//! The glasses as one device: command surface plus telemetry surface.
//!
//! [`GlassesConnection`] wires the pieces together. Two [`UartClient`]s carry
//! the links, the driver pump turns their notifications into events and
//! snapshots, and the heartbeat, burst and validator tasks run alongside.
//! Everything is torn down when the connection is dropped.

mod links;

pub use links::CommandReply;

use std::sync::Arc;

use futures::future::join_all;
use futures::stream::BoxStream;
use tokio::sync::broadcast::error::RecvError;
use tokio::sync::{broadcast, watch};
use tokio_util::sync::CancellationToken;
use tracing::{debug, info, warn};

use crate::burst::{BurstEncoder, BurstStatus};
use crate::config::EngineConfig;
use crate::driver::Driver;
use crate::heartbeat::{HeartbeatEvent, HeartbeatSupervisor, JitterSource, LensHeartbeatState, RandomJitter};
use crate::protocol::opcodes::OP_BATTERY;
use crate::protocol::{ScreenStatus, SendTextBuilder, commands, send_text};
use crate::stream::{broadcast_stream, watch_stream};
use crate::telemetry::{Snapshot, ValidatorHandle};
use crate::text::TextPaginator;
use crate::transport::{Peripheral, UartClient};
use crate::types::{
    Clock, ConnectionState, ConsoleLine, EventKind, Lens, PerLens, SystemClock, Target, TelemetryEvent,
    UpdateRate,
};
use crate::{LinkError, Result};

use links::Links;

/// ATT header bytes that do not carry payload
const ATT_OVERHEAD: usize = 3;

/// Connection to a pair of lenses.
pub struct GlassesConnection {
    links: Links,
    config: EngineConfig,
    heartbeat: Arc<HeartbeatSupervisor>,
    burst: BurstEncoder,
    validator: ValidatorHandle,
    events: broadcast::Sender<TelemetryEvent>,
    snapshots: watch::Receiver<Arc<Snapshot>>,
    console: broadcast::Sender<ConsoleLine>,
    paginator: TextPaginator,
    text_frames: SendTextBuilder,
    cancel: CancellationToken,
}

impl std::fmt::Debug for GlassesConnection {
    fn fmt(&self, f: &mut std::fmt::Formatter<'_>) -> std::fmt::Result {
        f.debug_struct("GlassesConnection")
            .field("links", &self.links)
            .field("burst", &self.burst)
            .finish_non_exhaustive()
    }
}

impl GlassesConnection {
    /// Build the engine around two peripherals with the wall clock and
    /// random jitter. Must be called inside a tokio runtime.
    ///
    /// Nothing is connected yet; call [`connect`](Self::connect).
    pub fn new(peripherals: PerLens<Arc<dyn Peripheral>>, config: EngineConfig) -> Result<Self> {
        Self::with_parts(peripherals, config, Arc::new(SystemClock), Arc::new(RandomJitter))
    }

    /// Like [`new`](Self::new) with an explicit clock and jitter source.
    pub fn with_parts(
        peripherals: PerLens<Arc<dyn Peripheral>>,
        config: EngineConfig,
        clock: Arc<dyn Clock>,
        jitter: Arc<dyn JitterSource>,
    ) -> Result<Self> {
        config.validate()?;

        let clients = PerLens::from_fn(|lens| {
            UartClient::new(lens, peripherals[lens].clone(), config.transport.clone(), clock.clone())
        });
        let links = Links::new(clients.clone(), clock.clone(), config.events.ack_timeout());
        let (console, _) = broadcast::channel(config.events.capacity.max(1));

        let heartbeat = Arc::new(HeartbeatSupervisor::spawn(
            config.heartbeat.clone(),
            links.clone(),
            clock.clone(),
            jitter,
            console.clone(),
        ));
        let burst = BurstEncoder::spawn(&config.burst, Arc::new(links.clone()));
        let channels = Driver::spawn(clients, heartbeat.clone(), &config.events, clock.clone());
        let validator =
            ValidatorHandle::spawn(config.validator.clone(), channels.snapshots.clone(), clock, console.clone());

        info!("Glasses connection ready");
        Ok(Self {
            links,
            paginator: TextPaginator::new(&config.paginator),
            config,
            heartbeat,
            burst,
            validator,
            events: channels.events,
            snapshots: channels.snapshots,
            console,
            text_frames: SendTextBuilder::new(),
            cancel: channels.cancel,
        })
    }

    pub fn config(&self) -> &EngineConfig {
        &self.config
    }

    /// Bring both links up concurrently. Both are attempted; if either
    /// fails, both links are closed and the first failure is returned.
    pub async fn connect(&self) -> Result<()> {
        let results = join_all(Lens::ALL.map(|lens| self.connect_lens(lens))).await;
        let result: Result<()> = results.into_iter().collect();
        if let Err(err) = &result {
            warn!(error = %err, "Connect failed, closing both links");
            self.disconnect().await;
        }
        result
    }

    pub async fn connect_lens(&self, lens: Lens) -> Result<()> {
        self.links.client(lens).connect().await
    }

    /// Close both links. Idempotent.
    pub async fn disconnect(&self) {
        join_all(Lens::ALL.map(|lens| self.disconnect_lens(lens))).await;
    }

    pub async fn disconnect_lens(&self, lens: Lens) {
        self.links.client(lens).close().await;
        self.links.reset_sequence(lens);
    }

    pub fn connection_state(&self, lens: Lens) -> ConnectionState {
        self.links.client(lens).connection_state()
    }

    pub fn watch_connection_state(&self, lens: Lens) -> watch::Receiver<ConnectionState> {
        self.links.client(lens).state()
    }

    /// Negotiated MTU of `lens`.
    pub fn mtu(&self, lens: Lens) -> u16 {
        *self.links.client(lens).mtu().borrow()
    }

    /// Write raw bytes (or a string's UTF-8) to every lens in `target`.
    pub async fn send(&self, payload: impl AsRef<[u8]>, target: Target) -> Result<()> {
        let bytes = payload.as_ref();
        for &lens in target.lenses() {
            self.links.write(lens, bytes).await?;
        }
        Ok(())
    }

    /// Write a command to one lens and wait for its ack.
    pub async fn command(&self, lens: Lens, bytes: &[u8]) -> Result<CommandReply> {
        self.links.command(lens, bytes).await
    }

    /// Ask `lens` for its battery level and wait for the report.
    pub async fn request_battery(&self, lens: Lens) -> Result<TelemetryEvent> {
        self.request(lens, &commands::battery_request(), |event| {
            (event.opcode == OP_BATTERY && matches!(event.kind, EventKind::Battery { .. })).then(|| event.clone())
        })
        .await
    }

    /// Ask `lens` for its firmware banner.
    pub async fn request_firmware(&self, lens: Lens) -> Result<String> {
        self.request(lens, &commands::firmware_request(), |event| match &event.kind {
            EventKind::Vitals(vitals) => vitals.firmware_version.clone(),
            _ => None,
        })
        .await
    }

    /// Poll the link's RSSI once.
    pub async fn request_signal(&self, lens: Lens) -> Result<i16> {
        self.links.client(lens).read_rssi().await.ok_or(LinkError::NotConnected { lens })
    }

    /// Write `bytes` and wait for the first event from `lens` that `extract`
    /// accepts. A failed ack for the same opcode ends the wait early.
    async fn request<T>(
        &self,
        lens: Lens,
        bytes: &[u8],
        extract: impl Fn(&TelemetryEvent) -> Option<T>,
    ) -> Result<T> {
        let opcode = bytes.first().copied().unwrap_or_default();
        let mut events = self.events.subscribe();
        self.links.write(lens, bytes).await?;

        let reply = async {
            loop {
                match events.recv().await {
                    Ok(event) if event.lens != lens => {}
                    Ok(event) => {
                        if let EventKind::Ack(ack) = &event.kind {
                            if event.opcode == opcode && !ack.success {
                                return Err(LinkError::Rejected { lens, opcode, busy: ack.busy });
                            }
                        }
                        if let Some(value) = extract(&event) {
                            return Ok(value);
                        }
                    }
                    Err(RecvError::Lagged(skipped)) => debug!(lens = %lens, skipped, "Request watcher lagged"),
                    Err(RecvError::Closed) => return Err(LinkError::ChannelClosed { channel: "events" }),
                }
            }
        };
        let timeout = self.links.ack_timeout();
        tokio::time::timeout(timeout, reply).await.map_err(|_| LinkError::timeout(timeout))?
    }

    /// Paginate `text` and show it with the default text screen status.
    /// Returns the number of frames sent per lens.
    pub async fn send_text(&self, text: &str, target: Target) -> Result<usize> {
        self.send_text_with_status(text, ScreenStatus::TextShow, target).await
    }

    /// Paginate `text` into send-text frames, waiting for every lens in
    /// `target` to acknowledge each frame before sending the next.
    pub async fn send_text_with_status(&self, text: &str, status: ScreenStatus, target: Target) -> Result<usize> {
        let pagination = self.paginator.paginate(text);
        let chunks = pagination.to_byte_arrays(self.text_capacity(target));
        let total = chunks.len();
        debug!(pages = total, screens = pagination.screen_count(), "Sending text");

        for (page, chunk) in chunks.iter().enumerate() {
            let frame = self.text_frames.build(page, total, status, chunk);
            for &lens in target.lenses() {
                self.links.command(lens, &frame).await?;
            }
        }
        Ok(total)
    }

    /// Text bytes that fit in one send-text write for every lens in `target`.
    fn text_capacity(&self, target: Target) -> usize {
        let mtu = target.lenses().iter().map(|&lens| self.mtu(lens)).min().unwrap_or_default() as usize;
        mtu.saturating_sub(ATT_OVERHEAD + send_text::HEADER_SIZE).max(1)
    }

    /// Queue a multi-chunk transfer.
    pub fn send_burst(&self, subcommand: u8, payload: impl Into<Vec<u8>>, target: Target) -> Result<()> {
        if self.burst.enqueue(subcommand, payload, target) {
            Ok(())
        } else {
            Err(LinkError::QueueFull { queue: "burst" })
        }
    }

    /// Single HUD text frame, bypassing the burst queue.
    pub async fn send_hud_text(&self, text: &str, target: Target) -> bool {
        self.burst.send_text(text, target).await
    }

    pub async fn send_clear(&self, target: Target) -> bool {
        self.burst.send_clear(target).await
    }

    pub fn burst_status(&self) -> watch::Receiver<BurstStatus> {
        self.burst.status()
    }

    pub fn estimate_chunk_count(&self, payload_len: usize) -> usize {
        self.burst.estimate_chunk_count(payload_len)
    }

    /// Typed events from both lenses, from now on.
    pub fn events(&self) -> BoxStream<'static, TelemetryEvent> {
        broadcast_stream(self.events.subscribe())
    }

    pub fn subscribe_events(&self) -> broadcast::Receiver<TelemetryEvent> {
        self.events.subscribe()
    }

    /// The current snapshot followed by every update, capped at `rate`.
    pub fn snapshots(&self, rate: UpdateRate) -> BoxStream<'static, Arc<Snapshot>> {
        watch_stream(self.snapshots.clone(), rate)
    }

    /// Snapshot stream at the configured default rate.
    pub fn default_snapshots(&self) -> BoxStream<'static, Arc<Snapshot>> {
        self.snapshots(self.config.events.snapshot_rate)
    }

    pub fn snapshot(&self) -> Arc<Snapshot> {
        self.snapshots.borrow().clone()
    }

    /// Heartbeat skips and validator warnings.
    pub fn console(&self) -> BoxStream<'static, ConsoleLine> {
        broadcast_stream(self.console.subscribe())
    }

    pub fn heartbeat_events(&self) -> BoxStream<'static, HeartbeatEvent> {
        broadcast_stream(self.heartbeat.subscribe())
    }

    pub fn heartbeat_states(&self) -> watch::Receiver<PerLens<LensHeartbeatState>> {
        self.heartbeat.states()
    }

    /// Stop every background task and close both links. Idempotent.
    pub async fn shutdown(&self) {
        self.stop_tasks();
        self.disconnect().await;
    }

    fn stop_tasks(&self) {
        self.cancel.cancel();
        self.heartbeat.shutdown();
        self.burst.shutdown();
        self.validator.shutdown();
    }
}

impl Drop for GlassesConnection {
    fn drop(&mut self) {
        debug!("Dropping glasses connection");
        self.stop_tasks();
        for client in self.links.clients().iter().map(|(_, client)| client) {
            client.abort();
        }
    }
}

§ What this task involves: The task calls for all lines in the entries that hold "BurstEncoder".

§ Result of the task:
use crate::burst::{BurstEncoder, BurstStatus};
    burst: BurstEncoder,
        let burst = BurstEncoder::spawn(&config.burst, Arc::new(links.clone()));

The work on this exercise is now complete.